Genetic tests: utility, limits and importance of specialized counseling
Genetic tests are becoming more and more common: you find them in hospitals for diagnosing diseases, risk assessment for certain conditions or in paternity tests.
The main steps of a genetic test:
- A sample (saliva, blood or other tissue) is collected.
- The genetic material is isolated.
- Specialists analyze relevant DNA sequences.
- The results are interpreted with the doctor/geneticist.
Pharmacogenomic – that is, adapting medication according to the genetic profile – helps to select the most appropriate treatments, reducing the risk of adverse reactions. For example, some heart drugs require dosage adjustments depending on certain genetic variants.
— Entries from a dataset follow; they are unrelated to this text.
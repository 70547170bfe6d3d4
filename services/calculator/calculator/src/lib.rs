#[macro_use]
extern crate lazy_static;

use log::debug;

use telemetry::Measure;

pub use crate::config::{Config, LimitsConfig};
pub use crate::error::CalculatorError;
pub use crate::eval::evaluate;
pub use crate::expression::{parse, Expression, Operations};
pub use crate::validator::validate;
pub use operation::{Operation, OperationError, Value};

mod config;
mod error;
mod eval;
mod expression;
mod validator;

lazy_static! {
    static ref CALCULATE_MEASURE: Measure = Measure::new("calculator", "calculate");
}

/// Evaluates expressions such as `"9 + 3 * 2"` strictly left to right
#[derive(Debug, Clone, Default)]
pub struct Calculator {
    config: Config,
}

impl Calculator {
    pub fn new(config: Config) -> Calculator {
        Calculator { config }
    }

    pub fn from_env() -> Result<Calculator, ::config::ConfigError> {
        Ok(Calculator::new(Config::from_env()?))
    }

    pub fn calculate(&self, expression: &str) -> Result<Value, CalculatorError> {
        self.calculate_optional(Some(expression))
    }

    /// `None` is rejected the same as an empty expression
    pub fn calculate_optional(&self, expression: Option<&str>) -> Result<Value, CalculatorError> {
        CALCULATE_MEASURE.stats(|| {
            let validated = validate(expression, &self.config.limits)?;
            let expression = parse(validated)?;
            debug!("Evaluating \"{}\"", expression);

            let (operands, operations) = expression.into_parts();
            let result = evaluate(&operands, operations)?;
            debug!("Evaluated \"{}\" to {}", validated, result);
            Ok(result)
        })
    }
}

pub fn calculate(expression: &str) -> Result<Value, CalculatorError> {
    Calculator::default().calculate(expression)
}
use std::collections::VecDeque;

use nom::IResult;
use nom::{
    branch::alt,
    character::complete::{digit1, one_of, space0},
    combinator::{all_consuming, map},
    multi::many0,
    sequence::{preceded, terminated},
};

use operation::{Operation, Value};

use super::{Expression, Operations};
use crate::error::CalculatorError;

#[derive(Debug, Clone, Copy, PartialEq)]
enum Token<'a> {
    Operand(&'a str),
    Operator(char),
}

fn parse_token(i: &str) -> IResult<&str, Token<'_>> {
    preceded(
        space0,
        alt((
            map(digit1, Token::Operand),
            map(one_of("+-*/"), Token::Operator),
        )),
    )(i)
}

fn parse_tokens(i: &str) -> IResult<&str, Vec<Token<'_>>> {
    all_consuming(terminated(many0(parse_token), space0))(i)
}

fn parse_operand(digits: &str) -> Result<Value, CalculatorError> {
    digits
        .parse()
        .map_err(|_| CalculatorError::OperandOutOfRange(digits.to_string()))
}

fn unexpected(input: &str, remaining: &str) -> CalculatorError {
    match remaining.chars().next() {
        Some(character) => CalculatorError::InvalidCharacter {
            character,
            position: input.len() - remaining.len(),
        },
        None => CalculatorError::MissingOperand,
    }
}

/// Splits an expression into its operands and the queue of operations
/// between them, rejecting anything that does not alternate operand and
/// operator starting and ending with an operand.
pub fn parse(i: &str) -> Result<Expression, CalculatorError> {
    let tokens = match parse_tokens(i) {
        Ok((_, tokens)) => tokens,
        Err(nom::Err::Error((remaining, _))) | Err(nom::Err::Failure((remaining, _))) => {
            return Err(unexpected(i, remaining))
        }
        Err(nom::Err::Incomplete(_)) => return Err(CalculatorError::MissingOperand),
    };

    let mut digits = Vec::with_capacity(tokens.len() / 2 + 1);
    let mut symbols = Vec::with_capacity(tokens.len() / 2);

    for token in tokens {
        let expecting_operand = digits.len() == symbols.len();
        match (token, expecting_operand) {
            (Token::Operand(operand), true) => digits.push(operand),
            (Token::Operand(_), false) => return Err(CalculatorError::MissingOperator),
            (Token::Operator(_), true) => return Err(CalculatorError::MissingOperand),
            (Token::Operator(symbol), false) => symbols.push(symbol),
        }
    }

    // Nothing parsed or a trailing operator
    if digits.len() == symbols.len() {
        return Err(CalculatorError::MissingOperand);
    }

    // Values are only converted once the structure is known to be sound
    let operations = symbols
        .into_iter()
        .map(Operation::from_symbol)
        .collect::<Result<VecDeque<_>, _>>()?;
    let operations = Operations::new(operations)?;
    let operands = digits
        .into_iter()
        .map(parse_operand)
        .collect::<Result<Vec<_>, _>>()?;

    Ok(Expression {
        operands,
        operations,
    })
}
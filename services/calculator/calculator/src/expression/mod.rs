use std::collections::VecDeque;
use std::fmt;

use operation::{Operation, Value};

use crate::error::CalculatorError;

pub use parser::parse;

mod parser;

/// The operations of an expression in the order they are applied
#[derive(Debug, Clone, PartialEq)]
pub struct Operations(VecDeque<Operation>);

impl Operations {
    pub fn new(operations: VecDeque<Operation>) -> Result<Operations, CalculatorError> {
        if operations.is_empty() {
            return Err(CalculatorError::MissingOperator);
        }
        Ok(Operations(operations))
    }

    pub fn next_operation(&mut self) -> Option<Operation> {
        self.0.pop_front()
    }

    pub fn len(&self) -> usize {
        self.0.len()
    }

    pub fn is_empty(&self) -> bool {
        self.0.is_empty()
    }

    pub fn iter(&self) -> impl Iterator<Item = &Operation> {
        self.0.iter()
    }
}

#[derive(Debug, Clone, PartialEq)]
pub struct Expression {
    operands: Vec<Value>,
    operations: Operations,
}

impl Expression {
    pub fn operands(&self) -> &[Value] {
        &self.operands
    }

    pub fn operations(&self) -> &Operations {
        &self.operations
    }

    pub fn into_parts(self) -> (Vec<Value>, Operations) {
        (self.operands, self.operations)
    }
}

impl fmt::Display for Expression {
    fn fmt(&self, f: &mut fmt::Formatter<'_>) -> fmt::Result {
        let mut operands = self.operands.iter();
        if let Some(first) = operands.next() {
            write!(f, "{}", first)?;
        }
        for (operation, operand) in self.operations.iter().zip(operands) {
            write!(f, " {} {}", operation, operand)?;
        }
        Ok(())
    }
}
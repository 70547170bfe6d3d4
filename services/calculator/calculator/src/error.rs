use derive_more::Display;

use operation::OperationError;
use telemetry::IsErr;

#[derive(Debug, Display, Clone, PartialEq, Eq)]
pub enum CalculatorError {
    #[display(fmt = "Expression is empty")]
    EmptyExpression,

    #[display(fmt = "Expression length {} exceeds limit of {}", length, max)]
    ExpressionTooLong { length: usize, max: usize },

    #[display(fmt = "Invalid character {:?} at position {}", character, position)]
    InvalidCharacter { character: char, position: usize },

    #[display(fmt = "Missing operand")]
    MissingOperand,

    #[display(fmt = "Missing operator")]
    MissingOperator,

    #[display(fmt = "Unknown operator '{}'", _0)]
    UnknownOperator(char),

    #[display(fmt = "Operand out of range: {}", _0)]
    OperandOutOfRange(String),

    #[display(fmt = "Division by zero")]
    DivisionByZero,

    #[display(fmt = "Integer overflow")]
    Overflow,
}

impl std::error::Error for CalculatorError {}

impl From<OperationError> for CalculatorError {
    fn from(e: OperationError) -> Self {
        match e {
            OperationError::UnknownOperator(symbol) => Self::UnknownOperator(symbol),
            OperationError::DivisionByZero => Self::DivisionByZero,
            OperationError::Overflow => Self::Overflow,
        }
    }
}

// Everything except an unresolvable operator is caused by the caller's input
impl IsErr for CalculatorError {
    fn is_err(&self) -> bool {
        matches!(self, CalculatorError::UnknownOperator(_))
    }
}

#[cfg(test)]
mod tests {
    use super::*;

    #[test]
    fn test_display() {
        assert_eq!(
            CalculatorError::InvalidCharacter {
                character: 'a',
                position: 0
            }
            .to_string(),
            "Invalid character 'a' at position 0"
        );
        assert_eq!(
            CalculatorError::ExpressionTooLong {
                length: 12,
                max: 8
            }
            .to_string(),
            "Expression length 12 exceeds limit of 8"
        );
        assert_eq!(
            CalculatorError::OperandOutOfRange("99999999999".to_string()).to_string(),
            "Operand out of range: 99999999999"
        );
    }

    #[test]
    fn test_is_err() {
        assert!(CalculatorError::UnknownOperator('%').is_err());
        assert!(!CalculatorError::MissingOperand.is_err());
        assert!(!CalculatorError::DivisionByZero.is_err());
    }

    #[test]
    fn test_from_operation_error() {
        assert_eq!(
            CalculatorError::from(OperationError::DivisionByZero),
            CalculatorError::DivisionByZero
        );
        assert_eq!(
            CalculatorError::from(OperationError::UnknownOperator('^')),
            CalculatorError::UnknownOperator('^')
        );
    }
}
The genealogy or identification tests of the relatives work on the same principle, but the correct results are obtained only with specialized interpretation. Without a specialized consultation, you can reach incorrect conclusions about the risk for a certain disease or about the origin of the ancestors.
Remember:
- The result of a genetic test suggests predispositions, does not confirm a disease;
- Consulting a specialist remains necessary to understand the significance of the result and to take the right measures.
What are genetic mutations and how does health influence?
Genetic mutations are spontaneous changes or under the effect of external factors such as radiation or toxic substances. They can change a letter, remove or add a sequence of the genetic code.
When the mutations appear:
- in the process of replicating the DNA;
- in response to radiation exposure or certain chemicals;
- accidentally, without an obvious external factor.
Not all mutations lead to problems. Some do not affect the body or can even help adapt to environmental changes. Others may cause genetic diseases (for example, some forms of hemophilia or muscle dystrophies).
The risks are about:
- locating the mutation in relation to an active or inactive gene;
- the way the mutation affects the functioning of a protein;
- environmental factors and lifestyle of the person.
For prevention and early identification of problems, perform medical checks periodically and talk to your doctor if you have a family history of genetic diseases or other questions about your health.
This article is strictly informative and does not take place of individual medical consultation. For any medical or genetic aspect, consult authorized specialists.